Visiting the former Lambton Lodge, Toronto, Ontario: now George Brown House, a National Historic Site of Canada
Residence of a pivotal Canadian historical figure
When George Brown (1818-1880) died at the hands of an assassin, the dramatic nature of his passing only emphasized the historic nature of his achievements. Founder of the Toronto Globe newspaper in 1834, he also served briefly as Premier of Canada West (formerly Upper Canada, now Ontario) in 1858 and as a Senator for Lambton from 1873-1880, and was regarded as a leading figure in the Liberal party (1). He also attended the Charlottetown Conference of 1864, and is often referred to as a Father of Confederation.
Today, the Globe and Mail has among the largest of circulations among Canadian newspapers.
The residence of George Brown was designed by William Irving and Edward Hutchings and built 1874-1876. Its naming as 'Lambton Lodge' was almost certainly a reflection of the fact that George Brown was appointed Senator for Lambton.

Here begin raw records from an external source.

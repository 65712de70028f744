//! Application bootstrap.

use crate::{
    AppError, FontCollection, FontRegistry, HandlerRegistry, LifecycleHooks, Result, RuneApp,
};
use rune_config::{ImageConfig, RuneConfig};
use rune_io::{CachePolicy, ClientConfig, ImageSourceServices, StreamCache};
use std::path::Path;
use std::sync::Arc;
use std::sync::atomic::AtomicU64;
use tracing::{debug, info};

type ConfigAction = Box<dyn FnOnce(&mut RuneConfig)>;
type FontsAction = Box<dyn FnOnce(&mut FontCollection)>;
type HandlersAction = Box<dyn FnOnce(&mut HandlerRegistry)>;
type ImageSourcesAction = Box<dyn FnOnce(ImageSourceServices) -> ImageSourceServices>;
type LifecycleAction = Box<dyn FnOnce(&mut LifecycleHooks)>;

/// Collects configuration callbacks and turns them into a [`RuneApp`].
///
/// Callbacks run at [`build`](AppBuilder::build) time, each group in the
/// order it was registered: host configuration, app configuration, fonts,
/// handlers, image sources, lifecycle hooks.
#[derive(Default)]
pub struct AppBuilder {
    base: RuneConfig,
    host_config: Vec<ConfigAction>,
    app_config: Vec<ConfigAction>,
    fonts: Vec<FontsAction>,
    handlers: Vec<HandlersAction>,
    image_sources: Option<Vec<ImageSourcesAction>>,
    lifecycle: Vec<LifecycleAction>,
}

/// Client settings for remote images derived from `[images]`.
pub fn client_config(images: &ImageConfig) -> ClientConfig {
    ClientConfig::default()
        .with_timeout(images.request_timeout())
        .with_user_agent(images.user_agent.clone())
}

impl AppBuilder {
    pub fn new() -> Self {
        Self::default()
    }

    /// Start from an already loaded configuration.
    pub fn with_config(mut self, config: RuneConfig) -> Self {
        self.base = config;
        self
    }

    /// Start from a TOML file.
    pub fn from_config_file(path: impl AsRef<Path>) -> Result<Self> {
        Ok(Self::new().with_config(RuneConfig::load_from_file(path)?))
    }

    pub fn configure_host_configuration<F>(mut self, action: F) -> Self
    where
        F: FnOnce(&mut RuneConfig) + 'static,
    {
        self.host_config.push(Box::new(action));
        self
    }

    /// Runs after every host configuration action.
    pub fn configure_app_configuration<F>(mut self, action: F) -> Self
    where
        F: FnOnce(&mut RuneConfig) + 'static,
    {
        self.app_config.push(Box::new(action));
        self
    }

    pub fn configure_fonts<F>(mut self, action: F) -> Self
    where
        F: FnOnce(&mut FontCollection) + 'static,
    {
        self.fonts.push(Box::new(action));
        self
    }

    pub fn configure_handlers<F>(mut self, action: F) -> Self
    where
        F: FnOnce(&mut HandlerRegistry) + 'static,
    {
        self.handlers.push(Box::new(action));
        self
    }

    /// Enable the default image-source services.
    pub fn configure_image_sources(mut self) -> Self {
        self.image_sources.get_or_insert_with(Vec::new);
        self
    }

    /// Enable image sources and customize them (observers, a shared cache...).
    pub fn configure_image_sources_with<F>(mut self, action: F) -> Self
    where
        F: FnOnce(ImageSourceServices) -> ImageSourceServices + 'static,
    {
        self.image_sources
            .get_or_insert_with(Vec::new)
            .push(Box::new(action));
        self
    }

    pub fn configure_lifecycle_events<F>(mut self, action: F) -> Self
    where
        F: FnOnce(&mut LifecycleHooks) + 'static,
    {
        self.lifecycle.push(Box::new(action));
        self
    }

    pub fn build(self) -> Result<RuneApp> {
        let mut config = self.base;
        for action in self.host_config {
            action(&mut config);
        }
        for action in self.app_config {
            action(&mut config);
        }

        let fonts = build_fonts(&config, self.fonts)?;

        let mut handlers = HandlerRegistry::new();
        for action in self.handlers {
            action(&mut handlers);
        }

        let image_sources = self.image_sources.map(|actions| {
            let images = &config.images;
            let mut services =
                ImageSourceServices::new(client_config(images)).with_policy(CachePolicy {
                    enabled: images.caching_enabled,
                    validity: images.cache_validity(),
                });
            if images.caching_enabled {
                let cache = StreamCache::new(images.max_cache_entries);
                services = services.with_cache(Arc::new(cache));
            }
            actions.into_iter().fold(services, |services, action| action(services))
        });

        let mut lifecycle = LifecycleHooks::default();
        for action in self.lifecycle {
            action(&mut lifecycle);
        }

        info!(
            fonts = fonts.len(),
            handlers = handlers.len(),
            image_sources = image_sources.is_some(),
            "application built"
        );

        Ok(RuneApp {
            config,
            fonts,
            handlers,
            image_sources,
            lifecycle,
            next_scope: AtomicU64::new(0),
        })
    }
}

fn build_fonts(config: &RuneConfig, actions: Vec<FontsAction>) -> Result<FontRegistry> {
    let mut collection = FontCollection::default();
    for entry in &config.fonts.entries {
        collection.add_font(entry.file.clone(), entry.alias.as_deref());
    }
    for action in actions {
        action(&mut collection);
    }

    let mut registry = FontRegistry::new();
    for font in collection {
        if font.filename.as_os_str().is_empty() {
            return Err(AppError::InvalidFont { alias: font.alias });
        }
        registry.register(font);
    }
    debug!(names = registry.len(), "fonts registered");
    Ok(registry)
}

#[cfg(test)]
mod tests {
    use super::*;
    use std::time::Duration;

    #[test]
    fn test_app_configuration_runs_after_host() {
        let app = AppBuilder::new()
            .configure_app_configuration(|config| config.window.title = "app".into())
            .configure_host_configuration(|config| {
                config.window.title = "host".into();
                config.window.width = 800;
            })
            .build()
            .unwrap();

        assert_eq!(app.config().window.title, "app");
        assert_eq!(app.config().window.width, 800);
    }

    #[test]
    fn test_image_sources_are_opt_in() {
        let app = AppBuilder::new().build().unwrap();
        assert!(app.image_sources().is_none());

        let app = AppBuilder::new()
            .configure_app_configuration(|config| config.images.cache_validity_secs = 10)
            .configure_image_sources()
            .build()
            .unwrap();
        let services = app.image_sources().unwrap();
        assert!(services.cache().is_some());
        assert_eq!(services.policy().validity, Duration::from_secs(10));
    }

    #[test]
    fn test_caching_disabled_skips_cache_store() {
        let app = AppBuilder::new()
            .configure_app_configuration(|config| config.images.caching_enabled = false)
            .configure_image_sources()
            .build()
            .unwrap();
        let services = app.image_sources().unwrap();
        assert!(services.cache().is_none());
        assert!(!services.policy().enabled);
    }

    #[test]
    fn test_empty_font_filename_rejected() {
        let err = AppBuilder::new()
            .configure_fonts(|fonts| {
                fonts.add_font("", Some("Broken"));
            })
            .build()
            .unwrap_err();
        assert!(matches!(err, AppError::InvalidFont { alias: Some(ref a) } if a == "Broken"));
    }

    #[test]
    fn test_client_config_from_images() {
        let images = ImageConfig {
            request_timeout_secs: 7,
            user_agent: "gallery".into(),
            ..ImageConfig::default()
        };
        let client = client_config(&images);
        assert_eq!(client.timeout, Duration::from_secs(7));
        assert_eq!(client.user_agent, "gallery");
    }
}
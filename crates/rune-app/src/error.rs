//! Error types for application bootstrap.

use thiserror::Error;

pub type Result<T> = std::result::Result<T, AppError>;

#[derive(Error, Debug)]
pub enum AppError {
    /// Configuration could not be loaded.
    #[error(transparent)]
    Config(#[from] rune_config::ConfigError),

    /// A font registration had no file name.
    #[error("font registration with alias {alias:?} has an empty file name")]
    InvalidFont { alias: Option<String> },

    /// The native window could not be created.
    #[error(transparent)]
    Window(#[from] rune_window::WindowError),
}
//! Remote stream loader: one cancellable fetch per loader at a time.

use crate::client::{self, ClientConfig};
use crate::{LoadError, LoadObserver, ResourceDescriptor, ResourceStream, Result, StreamCache};
use parking_lot::Mutex;
use std::sync::Arc;
use std::sync::atomic::{AtomicU64, Ordering};
use std::time::Duration;
use tokio_util::sync::CancellationToken;
use tracing::{debug, warn};
use url::Url;

/// Lifecycle of the most recent load.
#[derive(Debug, Clone, Copy, PartialEq, Eq, Default)]
pub enum LoadState {
    #[default]
    Idle,
    Loading,
    Completed,
    Cancelled,
    Failed,
}

/// The cancellation source of the load currently in flight.
#[derive(Debug)]
struct LoadSession {
    id: u64,
    token: CancellationToken,
}

/// Resolves a [`ResourceDescriptor`] into a [`ResourceStream`].
///
/// Methods take `&self` so the hosting layer can change the locator while a
/// load is awaiting; doing so cancels that load.
pub struct RemoteStreamLoader {
    descriptor: Mutex<ResourceDescriptor>,
    session: Mutex<Option<LoadSession>>,
    state: Mutex<LoadState>,
    next_session: AtomicU64,
    client: ClientConfig,
    cache: Option<Arc<StreamCache>>,
    observers: Vec<Arc<dyn LoadObserver>>,
}

impl RemoteStreamLoader {
    pub fn new(descriptor: ResourceDescriptor) -> Self {
        Self {
            descriptor: Mutex::new(descriptor),
            session: Mutex::new(None),
            state: Mutex::new(LoadState::Idle),
            next_session: AtomicU64::new(0),
            client: ClientConfig::default(),
            cache: None,
            observers: Vec::new(),
        }
    }

    pub fn with_client_config(mut self, client: ClientConfig) -> Self {
        self.client = client;
        self
    }

    /// Attach a cache store. Without one, caching is a passthrough.
    pub fn with_cache(mut self, cache: Arc<StreamCache>) -> Self {
        self.cache = Some(cache);
        self
    }

    pub fn with_observer(mut self, observer: Arc<dyn LoadObserver>) -> Self {
        self.observers.push(observer);
        self
    }

    pub fn descriptor(&self) -> ResourceDescriptor {
        self.descriptor.lock().clone()
    }

    pub fn state(&self) -> LoadState {
        *self.state.lock()
    }

    pub fn is_loading(&self) -> bool {
        self.session.lock().is_some()
    }

    /// Replace the locator. A different locator cancels the in-flight load.
    pub fn set_locator(&self, locator: Option<Url>) {
        {
            let mut descriptor = self.descriptor.lock();
            if descriptor.locator == locator {
                return;
            }
            descriptor.locator = locator.clone();
        }

        if let Some(session) = self.session.lock().take() {
            debug!(session = session.id, "locator changed, cancelling load");
            session.token.cancel();
        }
        *self.state.lock() = LoadState::Idle;

        for observer in &self.observers {
            observer.source_changed(locator.as_ref());
        }
    }

    pub fn set_caching_enabled(&self, enabled: bool) {
        self.descriptor.lock().caching_enabled = enabled;
    }

    pub fn set_cache_validity(&self, validity: Duration) {
        self.descriptor.lock().cache_validity = validity;
    }

    /// Cancel the in-flight load, if any. Returns whether one was running.
    pub fn cancel(&self) -> bool {
        match self.session.lock().take() {
            Some(session) => {
                session.token.cancel();
                true
            }
            None => false,
        }
    }

    /// Load the current descriptor.
    ///
    /// Returns `Ok(None)` when no locator is set. `cancel` aborts the load
    /// whenever the caller triggers it.
    pub async fn load(&self, cancel: &CancellationToken) -> Result<Option<ResourceStream>> {
        let descriptor = self.descriptor();
        let Some(locator) = descriptor.locator.clone() else {
            return Ok(None);
        };

        for observer in &self.observers {
            observer.loading_started(&locator);
        }

        let (id, token) = self.begin_session(cancel);

        let result = tokio::select! {
            biased;
            _ = token.cancelled() => Err(LoadError::Cancelled),
            result = self.fetch(&descriptor, &locator) => result,
        };

        let current = self.end_session(id);

        let (state, cancelled) = match &result {
            Ok(_) => (LoadState::Completed, false),
            Err(LoadError::Cancelled) => {
                debug!(%locator, "load cancelled");
                (LoadState::Cancelled, true)
            }
            Err(error) => {
                warn!(target: "rune_io::image_loading", %locator, %error, "error getting stream");
                (LoadState::Failed, false)
            }
        };

        // A superseded load leaves the state to whoever replaced it
        if current {
            *self.state.lock() = state;
        }

        for observer in &self.observers {
            observer.loading_completed(&locator, cancelled);
        }

        result.map(Some)
    }

    fn begin_session(&self, external: &CancellationToken) -> (u64, CancellationToken) {
        let id = self.next_session.fetch_add(1, Ordering::Relaxed);
        let token = external.child_token();

        let previous = self.session.lock().replace(LoadSession {
            id,
            token: token.clone(),
        });
        if let Some(previous) = previous {
            debug!(session = previous.id, "superseding in-flight load");
            previous.token.cancel();
        }
        *self.state.lock() = LoadState::Loading;

        (id, token)
    }

    fn end_session(&self, id: u64) -> bool {
        let mut session = self.session.lock();
        match session.as_ref() {
            Some(active) if active.id == id => {
                *session = None;
                true
            }
            _ => false,
        }
    }

    async fn fetch(&self, descriptor: &ResourceDescriptor, locator: &Url) -> Result<ResourceStream> {
        let cache = match &self.cache {
            Some(cache) if descriptor.caching_enabled => cache,
            _ => return client::open_stream(&self.client, locator).await,
        };

        if let Some(data) = cache.get(locator) {
            debug!(%locator, "serving cached resource");
            return Ok(ResourceStream::from_bytes(data).mark_cached());
        }

        let (data, content_type) = client::fetch_bytes(&self.client, locator).await?;
        cache.insert(locator.clone(), data.clone(), descriptor.cache_validity);

        Ok(ResourceStream::from_bytes(data).with_content_type(content_type))
    }
}

impl std::fmt::Debug for RemoteStreamLoader {
    fn fmt(&self, f: &mut std::fmt::Formatter<'_>) -> std::fmt::Result {
        f.debug_struct("RemoteStreamLoader")
            .field("descriptor", &*self.descriptor.lock())
            .field("state", &self.state())
            .field("client", &self.client)
            .field("cached", &self.cache.is_some())
            .finish_non_exhaustive()
    }
}

#[cfg(test)]
mod tests {
    use super::*;
    use crate::LoadEvent;
    use tokio::sync::mpsc;

    #[tokio::test]
    async fn test_empty_descriptor_is_noop() {
        let (tx, mut rx) = mpsc::unbounded_channel::<LoadEvent>();
        let loader = RemoteStreamLoader::new(ResourceDescriptor::default()).with_observer(Arc::new(tx));

        let result = loader.load(&CancellationToken::new()).await.unwrap();
        assert!(result.is_none());
        assert_eq!(loader.state(), LoadState::Idle);
        assert!(rx.try_recv().is_err());
    }

    #[tokio::test]
    async fn test_cancelled_before_start() {
        let (tx, mut rx) = mpsc::unbounded_channel::<LoadEvent>();
        // Port 9 is discard; the cancelled token wins before any connect is polled
        let descriptor = ResourceDescriptor::parse("http://127.0.0.1:9/a.png").unwrap();
        let loader = RemoteStreamLoader::new(descriptor.clone()).with_observer(Arc::new(tx));

        let cancel = CancellationToken::new();
        cancel.cancel();
        let err = loader.load(&cancel).await.unwrap_err();

        assert!(err.is_cancelled());
        assert_eq!(loader.state(), LoadState::Cancelled);
        assert!(!loader.is_loading());

        let locator = descriptor.locator.unwrap();
        assert_eq!(rx.try_recv().unwrap(), LoadEvent::Started(locator.clone()));
        assert_eq!(
            rx.try_recv().unwrap(),
            LoadEvent::Completed {
                locator,
                cancelled: true
            }
        );
    }

    #[test]
    fn test_same_locator_does_not_notify() {
        let (tx, mut rx) = mpsc::unbounded_channel::<LoadEvent>();
        let descriptor = ResourceDescriptor::parse("https://example.com/a.png").unwrap();
        let loader = RemoteStreamLoader::new(descriptor.clone()).with_observer(Arc::new(tx));

        loader.set_locator(descriptor.locator.clone());
        assert!(rx.try_recv().is_err());

        loader.set_locator(None);
        assert_eq!(rx.try_recv().unwrap(), LoadEvent::SourceChanged(None));
        assert!(loader.descriptor().is_empty());
    }

    #[test]
    fn test_cancel_without_session() {
        let loader = RemoteStreamLoader::new(ResourceDescriptor::default());
        assert!(!loader.cancel());
        assert!(!loader.is_loading());
    }
}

The style of the dwelling exhibits Second Empire and Italianate influences. Particular features include its use of mansard roofing with prominent, dormer windows, a proportionately very large, and somewhat ornate, arched doorway. The first two stories are executed in brick; for the top storey incorporated into the mansard roofing, a slate exterior was used.
After George's Brown's death, the house passed to the Coulson family, who, in the 1890s, sponsored a refurbishing of the dining room in Art Nouveau style. Today, George Brown House's restored interior exhibits marble fireplaces, mahogany panelling and Crystal chandeliers. 2000 volumes of George Brown's personal library collection are now held at the house.
The structure was re-named George Brown House, and for the past few decades has been designated a National Historic Site of Canada. The property underwent a thorough program of restoration in the 1980s, spearheaded by the Ontario Heritage Foundation (now called the Ontario Heritage Trust). Among its current functions is the provision of office space for the Ontario Heritage Trust. The building is regularly hired for conferences and special events; since the property consists of several, refurbished rooms, the practice has arisen both of hiring out of a number of its rooms together, or of individual rooms. (My strong feeling is that as a venue this historic house would greatly enhance an event.)
I have included a picture (above, right) of the house as depicted in an artist's impression of George Brown's funeral, for which the building forms a backdrop.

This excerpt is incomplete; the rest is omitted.